Saved data entries

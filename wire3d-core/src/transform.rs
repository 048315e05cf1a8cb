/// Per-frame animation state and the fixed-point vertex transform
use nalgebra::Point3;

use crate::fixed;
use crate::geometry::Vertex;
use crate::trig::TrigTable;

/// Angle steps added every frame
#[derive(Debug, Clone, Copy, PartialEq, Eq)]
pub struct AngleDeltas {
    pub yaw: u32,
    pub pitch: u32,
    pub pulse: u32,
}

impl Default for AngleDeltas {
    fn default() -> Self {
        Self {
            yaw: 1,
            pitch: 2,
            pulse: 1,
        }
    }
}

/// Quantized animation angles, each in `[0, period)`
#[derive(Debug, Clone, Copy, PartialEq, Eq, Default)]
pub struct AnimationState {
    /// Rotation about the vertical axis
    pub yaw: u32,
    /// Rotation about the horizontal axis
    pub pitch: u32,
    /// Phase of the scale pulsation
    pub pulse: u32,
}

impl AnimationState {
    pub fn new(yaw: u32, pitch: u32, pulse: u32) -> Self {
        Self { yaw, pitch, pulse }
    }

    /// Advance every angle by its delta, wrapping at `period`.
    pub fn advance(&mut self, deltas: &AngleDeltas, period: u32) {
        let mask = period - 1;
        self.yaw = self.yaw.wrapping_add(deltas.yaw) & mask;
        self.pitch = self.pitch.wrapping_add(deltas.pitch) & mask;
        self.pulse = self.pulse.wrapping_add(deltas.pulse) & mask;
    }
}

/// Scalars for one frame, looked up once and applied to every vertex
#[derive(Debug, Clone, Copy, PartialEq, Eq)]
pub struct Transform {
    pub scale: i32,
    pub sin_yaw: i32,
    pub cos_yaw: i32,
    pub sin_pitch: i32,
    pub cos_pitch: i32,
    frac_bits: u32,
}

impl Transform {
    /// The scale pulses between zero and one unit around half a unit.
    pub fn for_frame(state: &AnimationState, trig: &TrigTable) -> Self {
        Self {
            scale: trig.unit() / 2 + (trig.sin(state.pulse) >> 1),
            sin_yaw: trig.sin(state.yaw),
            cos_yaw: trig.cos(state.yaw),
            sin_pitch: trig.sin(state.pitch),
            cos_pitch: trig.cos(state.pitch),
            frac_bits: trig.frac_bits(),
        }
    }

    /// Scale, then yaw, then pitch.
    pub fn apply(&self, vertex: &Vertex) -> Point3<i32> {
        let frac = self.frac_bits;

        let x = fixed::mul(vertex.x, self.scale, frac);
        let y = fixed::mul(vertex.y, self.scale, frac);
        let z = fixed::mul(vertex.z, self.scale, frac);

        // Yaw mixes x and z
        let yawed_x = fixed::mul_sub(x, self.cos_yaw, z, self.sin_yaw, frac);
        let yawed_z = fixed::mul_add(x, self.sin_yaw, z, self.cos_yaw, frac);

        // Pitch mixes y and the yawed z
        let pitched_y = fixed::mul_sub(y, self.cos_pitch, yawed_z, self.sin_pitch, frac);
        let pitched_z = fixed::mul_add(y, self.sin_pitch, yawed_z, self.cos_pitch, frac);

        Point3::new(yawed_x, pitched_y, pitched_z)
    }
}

==

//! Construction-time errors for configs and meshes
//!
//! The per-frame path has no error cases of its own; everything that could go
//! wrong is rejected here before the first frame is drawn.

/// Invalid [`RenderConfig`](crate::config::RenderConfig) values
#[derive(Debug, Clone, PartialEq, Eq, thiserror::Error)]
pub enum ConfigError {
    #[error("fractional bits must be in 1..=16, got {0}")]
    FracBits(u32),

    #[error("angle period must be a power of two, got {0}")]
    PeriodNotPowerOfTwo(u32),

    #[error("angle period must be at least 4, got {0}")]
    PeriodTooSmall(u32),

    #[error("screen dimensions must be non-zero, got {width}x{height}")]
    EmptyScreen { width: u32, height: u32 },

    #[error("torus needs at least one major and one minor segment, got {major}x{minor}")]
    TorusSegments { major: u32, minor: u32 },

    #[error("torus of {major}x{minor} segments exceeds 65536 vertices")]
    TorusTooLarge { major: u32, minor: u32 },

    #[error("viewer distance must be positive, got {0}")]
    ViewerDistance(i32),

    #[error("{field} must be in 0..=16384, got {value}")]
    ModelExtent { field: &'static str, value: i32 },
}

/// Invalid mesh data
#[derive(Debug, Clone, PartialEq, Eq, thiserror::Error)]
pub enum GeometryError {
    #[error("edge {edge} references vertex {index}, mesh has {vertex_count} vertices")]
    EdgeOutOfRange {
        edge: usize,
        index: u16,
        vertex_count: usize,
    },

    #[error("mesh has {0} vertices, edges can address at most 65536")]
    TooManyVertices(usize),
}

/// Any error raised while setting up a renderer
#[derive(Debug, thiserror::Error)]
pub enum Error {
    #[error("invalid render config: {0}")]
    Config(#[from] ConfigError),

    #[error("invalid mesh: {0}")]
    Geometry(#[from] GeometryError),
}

--

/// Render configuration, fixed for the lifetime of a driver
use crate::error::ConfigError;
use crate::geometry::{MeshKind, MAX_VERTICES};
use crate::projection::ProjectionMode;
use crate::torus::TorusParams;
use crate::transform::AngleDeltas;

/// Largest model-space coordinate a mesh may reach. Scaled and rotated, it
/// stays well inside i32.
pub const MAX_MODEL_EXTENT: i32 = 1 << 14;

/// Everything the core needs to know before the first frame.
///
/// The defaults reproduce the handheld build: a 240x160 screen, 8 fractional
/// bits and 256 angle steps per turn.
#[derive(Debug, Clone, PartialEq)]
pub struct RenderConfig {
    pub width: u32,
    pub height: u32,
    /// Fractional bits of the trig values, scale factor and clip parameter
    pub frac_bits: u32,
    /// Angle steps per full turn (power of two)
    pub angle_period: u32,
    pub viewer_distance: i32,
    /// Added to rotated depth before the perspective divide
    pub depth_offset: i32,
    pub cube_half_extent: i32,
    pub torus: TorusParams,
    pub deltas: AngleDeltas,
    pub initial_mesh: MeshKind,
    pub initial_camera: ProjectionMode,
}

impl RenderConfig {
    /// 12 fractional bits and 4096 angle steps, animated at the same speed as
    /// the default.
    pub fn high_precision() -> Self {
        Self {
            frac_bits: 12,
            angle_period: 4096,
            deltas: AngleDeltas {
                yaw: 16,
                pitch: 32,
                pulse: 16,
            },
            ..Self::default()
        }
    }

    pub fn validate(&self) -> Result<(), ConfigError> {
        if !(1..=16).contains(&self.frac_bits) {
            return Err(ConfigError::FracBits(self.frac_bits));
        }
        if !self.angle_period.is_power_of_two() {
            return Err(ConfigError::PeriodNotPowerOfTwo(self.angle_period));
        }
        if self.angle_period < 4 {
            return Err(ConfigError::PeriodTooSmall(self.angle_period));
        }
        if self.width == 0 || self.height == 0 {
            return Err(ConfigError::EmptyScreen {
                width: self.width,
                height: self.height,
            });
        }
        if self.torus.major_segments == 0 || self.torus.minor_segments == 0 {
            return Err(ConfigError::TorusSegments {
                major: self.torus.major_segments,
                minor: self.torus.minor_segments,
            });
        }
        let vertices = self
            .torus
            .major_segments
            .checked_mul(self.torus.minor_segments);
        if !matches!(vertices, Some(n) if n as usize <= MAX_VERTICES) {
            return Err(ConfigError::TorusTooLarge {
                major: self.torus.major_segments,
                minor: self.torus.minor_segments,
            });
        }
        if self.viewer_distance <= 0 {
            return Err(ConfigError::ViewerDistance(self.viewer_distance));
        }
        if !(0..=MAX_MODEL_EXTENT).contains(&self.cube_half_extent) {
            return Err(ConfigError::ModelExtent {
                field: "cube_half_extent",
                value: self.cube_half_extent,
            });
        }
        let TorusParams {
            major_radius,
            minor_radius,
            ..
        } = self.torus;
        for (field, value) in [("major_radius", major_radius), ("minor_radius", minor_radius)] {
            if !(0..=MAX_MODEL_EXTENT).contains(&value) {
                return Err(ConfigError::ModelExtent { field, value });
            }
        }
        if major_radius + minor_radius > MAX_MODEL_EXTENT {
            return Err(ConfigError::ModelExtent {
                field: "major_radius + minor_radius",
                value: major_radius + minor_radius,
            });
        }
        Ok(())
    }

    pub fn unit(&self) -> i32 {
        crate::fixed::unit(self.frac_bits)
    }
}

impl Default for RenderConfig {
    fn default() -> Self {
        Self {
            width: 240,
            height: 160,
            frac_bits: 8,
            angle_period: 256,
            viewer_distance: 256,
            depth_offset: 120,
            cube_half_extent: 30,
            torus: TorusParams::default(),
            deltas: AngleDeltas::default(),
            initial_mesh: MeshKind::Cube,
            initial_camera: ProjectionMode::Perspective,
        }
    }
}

» About this task
From the entries above, show each line that includes the string "core".

» Exercise solution
filename wire3d-core/src/transform.rs
/// Everything the core needs to know before the first frame.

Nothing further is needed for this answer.